Met de LEKB richt het PBL zich op het transformerend vermogen, dat wil zeggen het vermogen om in het klimaatbeleid de verandering op lange termijn in de samenleving vorm te geven. De lerende evaluatie richt zich niet op het behalen van gekwantificeerde doelen in 2030 of 2050, maar reflecteert op de veranderingen die met de huidige beleidsinzet en governance worden ingezet om klimaatneutraliteit in 2050 te kunnen realiseren.

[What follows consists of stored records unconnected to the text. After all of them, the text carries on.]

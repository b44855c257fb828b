//! ALSA-backed PCM device (feature `alsa-backend`).
//!
//! Thin adapter between the [`PcmDevice`] trait and libasound: opens a PCM
//! by name, runs a compact hardware/software parameter negotiation, and
//! maps the classic fault errnos onto [`IoOutcome`] values. The engine
//! consumes only the negotiated result handed back as a
//! [`StreamConfig`].
//!
//! This backend drives interleaved buffered transfers; the noninterleaved
//! and memory-mapped primitive families are not exposed by the safe ALSA
//! bindings and are declined at open time.

use alsa::pcm::{Access, Format, Frames, HwParams, State, PCM};
use alsa::{Direction as AlsaDirection, ValueOr};
use std::time::Duration;

use crate::config::{AccessMode, Direction, StreamConfig, TransferMethod};
use crate::device::{DeviceError, DeviceStatus, IoOutcome, PcmDevice, PcmState, ResumeOutcome};
use crate::error::StreamError;
use crate::format::SampleFormat;

/// Requested device parameters, before negotiation.
///
/// Everything here is a wish; the effective values come back in the
/// [`StreamConfig`] returned by [`AlsaDevice::open`].
#[derive(Debug, Clone)]
pub struct DeviceRequest {
    /// Desired sample format.
    pub format: SampleFormat,
    /// Desired channel count.
    pub channels: usize,
    /// Desired frame rate in Hz.
    pub rate: u32,
    /// Period (chunk) length in microseconds.
    pub period_time_us: Option<u32>,
    /// Period (chunk) length in frames; overridden by `period_time_us`.
    pub period_frames: Option<usize>,
    /// Buffer length in microseconds.
    pub buffer_time_us: Option<u32>,
    /// Buffer length in frames; overridden by `buffer_time_us`.
    pub buffer_frames: Option<usize>,
    /// Minimum available frames for wakeup, in microseconds of audio.
    pub avail_min_us: Option<u32>,
    /// Automatic-start delay in microseconds; values ≤ 0 are relative to
    /// the buffer size.
    pub start_delay_us: i64,
    /// Automatic-stop delay in microseconds from the fault.
    pub stop_delay_us: i64,
    /// Requested channel layout.
    pub access: AccessMode,
    /// Requested transfer primitive family.
    pub method: TransferMethod,
    /// Open the device in nonblocking mode.
    pub nonblock: bool,
}

impl Default for DeviceRequest {
    fn default() -> Self {
        Self {
            format: SampleFormat::U8,
            channels: 1,
            rate: 8000,
            period_time_us: None,
            period_frames: None,
            buffer_time_us: None,
            buffer_frames: None,
            avail_min_us: None,
            start_delay_us: 0,
            stop_delay_us: 0,
            access: AccessMode::Interleaved,
            method: TransferMethod::Buffered,
            nonblock: false,
        }
    }
}

/// A PCM device handle backed by libasound.
pub struct AlsaDevice {
    pcm: PCM,
    can_pause: bool,
    bytes_per_frame: usize,
}

impl AlsaDevice {
    /// Opens `name` and negotiates parameters.
    ///
    /// Returns the device together with the effective configuration the
    /// engine will run with. Negotiation failures are configuration
    /// errors - the device cannot satisfy the request.
    pub fn open(
        name: &str,
        direction: Direction,
        req: &DeviceRequest,
    ) -> Result<(Self, StreamConfig), StreamError> {
        if req.access == AccessMode::Planar {
            return Err(StreamError::config(
                "noninterleaved access is not supported by the ALSA backend",
            ));
        }
        if req.method == TransferMethod::MemoryMapped {
            return Err(StreamError::config(
                "mmap transfer is not supported by the ALSA backend",
            ));
        }

        let alsa_dir = match direction {
            Direction::Playback => AlsaDirection::Playback,
            Direction::Capture => AlsaDirection::Capture,
        };
        let pcm = PCM::new(name, alsa_dir, req.nonblock)
            .map_err(|e| StreamError::config(format!("audio open error: {e}")))?;

        let (chunk_frames, buffer_frames, rate, channels, can_pause) =
            negotiate_hw(&pcm, req)?;
        if chunk_frames == buffer_frames {
            return Err(StreamError::config(format!(
                "cannot use period equal to buffer size ({} == {})",
                chunk_frames, buffer_frames
            )));
        }

        let (start_threshold, stop_threshold) =
            negotiate_sw(&pcm, req, rate, chunk_frames, buffer_frames)?;

        let config = StreamConfig {
            direction,
            format: req.format,
            channels,
            rate,
            chunk_frames,
            buffer_frames,
            access: AccessMode::Interleaved,
            method: TransferMethod::Buffered,
            start_threshold,
            stop_threshold,
        };
        tracing::info!(
            device = name,
            format = %config.format,
            rate = config.rate,
            channels = config.channels,
            chunk = config.chunk_frames,
            buffer = config.buffer_frames,
            "negotiated PCM parameters"
        );

        let bytes_per_frame = config.bytes_per_frame();
        Ok((
            Self {
                pcm,
                can_pause,
                bytes_per_frame,
            },
            config,
        ))
    }

    fn classify(&self, op: &'static str, err: alsa::Error) -> Result<IoOutcome, DeviceError> {
        match err.errno() {
            libc::EAGAIN => Ok(IoOutcome::WouldBlock),
            libc::EPIPE => Ok(IoOutcome::Xrun),
            libc::ESTRPIPE => Ok(IoOutcome::Suspended),
            _ => Err(DeviceError::new(op, err.to_string())),
        }
    }
}

fn negotiate_hw(
    pcm: &PCM,
    req: &DeviceRequest,
) -> Result<(usize, usize, u32, usize, bool), StreamError> {
    let cfg = |e: alsa::Error| StreamError::config(e.to_string());

    let hwp = HwParams::any(pcm).map_err(|_| {
        StreamError::config("broken configuration for this PCM: no configurations available")
    })?;
    hwp.set_access(Access::RWInterleaved)
        .map_err(|_| StreamError::config("access type not available"))?;
    hwp.set_format(map_format(req.format)?)
        .map_err(|_| StreamError::config(format!("sample format {} not available", req.format)))?;
    hwp.set_channels(req.channels as u32)
        .map_err(|_| StreamError::config("channels count not available"))?;
    let rate = {
        hwp.set_rate_near(req.rate, ValueOr::Nearest).map_err(cfg)?;
        hwp.get_rate().map_err(cfg)?
    };
    if (f64::from(rate) - f64::from(req.rate)).abs() > f64::from(req.rate) * 0.05 {
        tracing::warn!(requested = req.rate, got = rate, "rate is not accurate");
    }

    // buffer first: cap an unconstrained buffer at half a second, then
    // derive the period as a quarter of it
    let mut buffer_time = req.buffer_time_us;
    if buffer_time.is_none() && req.buffer_frames.is_none() {
        let max = hwp.get_buffer_time_max().map_err(cfg)?;
        buffer_time = Some(max.min(500_000));
    }
    let period_given = req.period_time_us.is_some() || req.period_frames.is_some();
    match (req.period_time_us, req.period_frames) {
        (Some(us), _) => {
            hwp.set_period_time_near(us, ValueOr::Nearest).map_err(cfg)?;
        }
        (None, Some(frames)) => {
            hwp.set_period_size_near(frames as Frames, ValueOr::Nearest)
                .map_err(cfg)?;
        }
        (None, None) => {}
    }
    match (buffer_time, req.buffer_frames) {
        (Some(us), _) => {
            if !period_given {
                hwp.set_period_time_near(us / 4, ValueOr::Nearest).map_err(cfg)?;
            }
            hwp.set_buffer_time_near(us, ValueOr::Nearest).map_err(cfg)?;
        }
        (None, Some(frames)) => {
            if !period_given {
                hwp.set_period_size_near((frames / 4) as Frames, ValueOr::Nearest)
                    .map_err(cfg)?;
            }
            hwp.set_buffer_size_near(frames as Frames).map_err(cfg)?;
        }
        (None, None) => {}
    }

    let can_pause = hwp.can_pause();
    pcm.hw_params(&hwp)
        .map_err(|e| StreamError::config(format!("unable to install hw params: {e}")))?;

    let current = pcm.hw_params_current().map_err(cfg)?;
    Ok((
        current.get_period_size().map_err(cfg)? as usize,
        current.get_buffer_size().map_err(cfg)? as usize,
        current.get_rate().map_err(cfg)?,
        current.get_channels().map_err(cfg)? as usize,
        can_pause,
    ))
}

fn negotiate_sw(
    pcm: &PCM,
    req: &DeviceRequest,
    rate: u32,
    chunk_frames: usize,
    buffer_frames: usize,
) -> Result<(u64, u64), StreamError> {
    let cfg = |e: alsa::Error| StreamError::config(format!("unable to install sw params: {e}"));

    let swp = pcm.sw_params_current().map_err(cfg)?;
    let avail_min = match req.avail_min_us {
        Some(us) => (f64::from(rate) * f64::from(us) / 1_000_000.0) as Frames,
        None => chunk_frames as Frames,
    };
    swp.set_avail_min(avail_min).map_err(cfg)?;

    let frames_for = |us: i64| (f64::from(rate) * us as f64 / 1_000_000.0) as i64;
    let mut start_threshold = if req.start_delay_us <= 0 {
        buffer_frames as i64 + frames_for(req.start_delay_us)
    } else {
        frames_for(req.start_delay_us)
    };
    start_threshold = start_threshold.clamp(1, buffer_frames as i64);
    swp.set_start_threshold(start_threshold as Frames).map_err(cfg)?;

    let stop_threshold = if req.stop_delay_us <= 0 {
        buffer_frames as i64 + frames_for(req.stop_delay_us)
    } else {
        frames_for(req.stop_delay_us)
    };
    swp.set_stop_threshold(stop_threshold as Frames).map_err(cfg)?;

    pcm.sw_params(&swp).map_err(cfg)?;
    Ok((start_threshold as u64, stop_threshold.max(0) as u64))
}

fn map_format(format: SampleFormat) -> Result<Format, StreamError> {
    let mapped = match format {
        SampleFormat::U8 => Format::U8,
        SampleFormat::S8 => Format::S8,
        SampleFormat::S16_LE => Format::S16LE,
        SampleFormat::S16_BE => Format::S16BE,
        SampleFormat::U16_LE => Format::U16LE,
        SampleFormat::U16_BE => Format::U16BE,
        SampleFormat::S24_3LE => Format::S243LE,
        SampleFormat::S24_3BE => Format::S243BE,
        SampleFormat::S32_LE => Format::S32LE,
        SampleFormat::S32_BE => Format::S32BE,
        SampleFormat::U32_LE => Format::U32LE,
        other => {
            return Err(StreamError::config(format!(
                "sample format {} has no ALSA mapping",
                other
            )))
        }
    };
    Ok(mapped)
}

fn map_state(state: State) -> PcmState {
    match state {
        State::Running => PcmState::Running,
        State::XRun => PcmState::Xrun,
        State::Draining => PcmState::Draining,
        State::Paused => PcmState::Paused,
        State::Suspended => PcmState::Suspended,
        State::Disconnected => PcmState::Disconnected,
        State::Open | State::Setup | State::Prepared => PcmState::Prepared,
    }
}

fn timespec_elapsed(now: libc::timespec, earlier: libc::timespec) -> Option<Duration> {
    let secs = now.tv_sec as i64 - earlier.tv_sec as i64;
    let nanos = now.tv_nsec as i64 - earlier.tv_nsec as i64;
    let total = secs * 1_000_000_000 + nanos;
    (total > 0).then(|| Duration::from_nanos(total as u64))
}

impl PcmDevice for AlsaDevice {
    fn writei(&mut self, buf: &[u8], frames: usize) -> Result<IoOutcome, DeviceError> {
        let io = self
            .pcm
            .io_bytes();
        match io.writei(&buf[..frames * self.bytes_per_frame]) {
            Ok(written) => Ok(IoOutcome::Transferred(written)),
            Err(err) => self.classify("write", err),
        }
    }

    fn readi(&mut self, buf: &mut [u8], frames: usize) -> Result<IoOutcome, DeviceError> {
        let io = self
            .pcm
            .io_bytes();
        match io.readi(&mut buf[..frames * self.bytes_per_frame]) {
            Ok(read) => Ok(IoOutcome::Transferred(read)),
            Err(err) => self.classify("read", err),
        }
    }

    fn writen(&mut self, _bufs: &[&[u8]], _frames: usize) -> Result<IoOutcome, DeviceError> {
        Err(DeviceError::new(
            "writev",
            "noninterleaved access is not supported by the ALSA backend",
        ))
    }

    fn readn(&mut self, _bufs: &mut [&mut [u8]], _frames: usize) -> Result<IoOutcome, DeviceError> {
        Err(DeviceError::new(
            "readv",
            "noninterleaved access is not supported by the ALSA backend",
        ))
    }

    fn avail_delay(&mut self) -> Result<(i64, i64), DeviceError> {
        let avail = self
            .pcm
            .avail()
            .map_err(|e| DeviceError::new("avail", e.to_string()))?;
        let delay = self
            .pcm
            .delay()
            .map_err(|e| DeviceError::new("delay", e.to_string()))?;
        Ok((avail as i64, delay as i64))
    }

    fn status(&mut self) -> Result<DeviceStatus, DeviceError> {
        let status = self
            .pcm
            .status()
            .map_err(|e| DeviceError::new("status", e.to_string()))?;
        let state = map_state(status.get_state());
        let trigger_elapsed = match state {
            PcmState::Xrun | PcmState::Suspended => {
                timespec_elapsed(status.get_htstamp(), status.get_trigger_htstamp())
            }
            _ => None,
        };
        Ok(DeviceStatus {
            state,
            avail: status.get_avail() as i64,
            delay: status.get_delay() as i64,
            trigger_elapsed,
        })
    }

    fn state(&mut self) -> PcmState {
        map_state(self.pcm.state())
    }

    fn prepare(&mut self) -> Result<(), DeviceError> {
        self.pcm
            .prepare()
            .map_err(|e| DeviceError::new("prepare", e.to_string()))
    }

    fn resume(&mut self) -> ResumeOutcome {
        match self.pcm.resume() {
            Ok(()) => ResumeOutcome::Resumed,
            Err(err) if err.errno() == libc::EAGAIN => ResumeOutcome::Retry,
            Err(_) => ResumeOutcome::Failed,
        }
    }

    fn pause(&mut self, enable: bool) -> Result<(), DeviceError> {
        self.pcm
            .pause(enable)
            .map_err(|e| DeviceError::new("pause", e.to_string()))
    }

    fn drain(&mut self) -> Result<(), DeviceError> {
        self.pcm
            .drain()
            .map_err(|e| DeviceError::new("drain", e.to_string()))
    }

    fn wait(&mut self, timeout_ms: i32) -> Result<bool, DeviceError> {
        self.pcm
            .wait(Some(timeout_ms.max(0) as u32))
            .map_err(|e| DeviceError::new("wait", e.to_string()))
    }

    fn can_pause(&self) -> bool {
        self.can_pause
    }
}

#[cfg(test)]
mod tests {
    use super::*;

    #[test]
    fn test_format_mapping() {
        assert_eq!(map_format(SampleFormat::S16_LE).unwrap(), Format::S16LE);
        assert_eq!(map_format(SampleFormat::U8).unwrap(), Format::U8);
        assert!(map_format(SampleFormat::custom(20, true, false)).is_err());
    }

    #[test]
    fn test_timespec_elapsed() {
        let earlier = libc::timespec {
            tv_sec: 10,
            tv_nsec: 500_000_000,
        };
        let now = libc::timespec {
            tv_sec: 11,
            tv_nsec: 250_000_000,
        };
        let elapsed = timespec_elapsed(now, earlier).unwrap();
        assert_eq!(elapsed, Duration::from_millis(750));
        assert!(timespec_elapsed(earlier, now).is_none());
    }
}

Een belangrijk onderdeel bij een lerende evaluatie is de formulering van de evaluatievragen met de betrokken partijen. PBL heeft daarom in 2022 eerst met de betrokken partijen een scopingnotitie geschreven en een evaluatiekader geformuleerd dat gericht is op het transformerend vermogen van het klimaatbeleid richting klimaatneutraliteit in 2050.10 Op dit moment voert PBL de lerende evaluatie uit door verkennende studies per sector en verdiepende case studies over netcapaciteit en warmtetransitie. PBL zal in 2023 een tussenrapportage opleveren waarover u geïnformeerd zal worden in de Klimaatnota van 2023 en in 2024 de eindrapportage ten behoeve van de aanpassing van het Klimaatplan. Het plan van aanpak kunt u vinden op de site van PBL.11

Tot slot

Met deze brief heb ik de Tweede Kamer willen informeren over de evaluatietrajecten op het terrein van het klimaat(mitigatie)beleid. Ik heb er vertrouwen in dat de complementaire onderdelen zoals uiteengezet in deze brief een goed fundament zullen vormen voor onderbouwde keuzes over versterking van het klimaatbeleid in de toekomst.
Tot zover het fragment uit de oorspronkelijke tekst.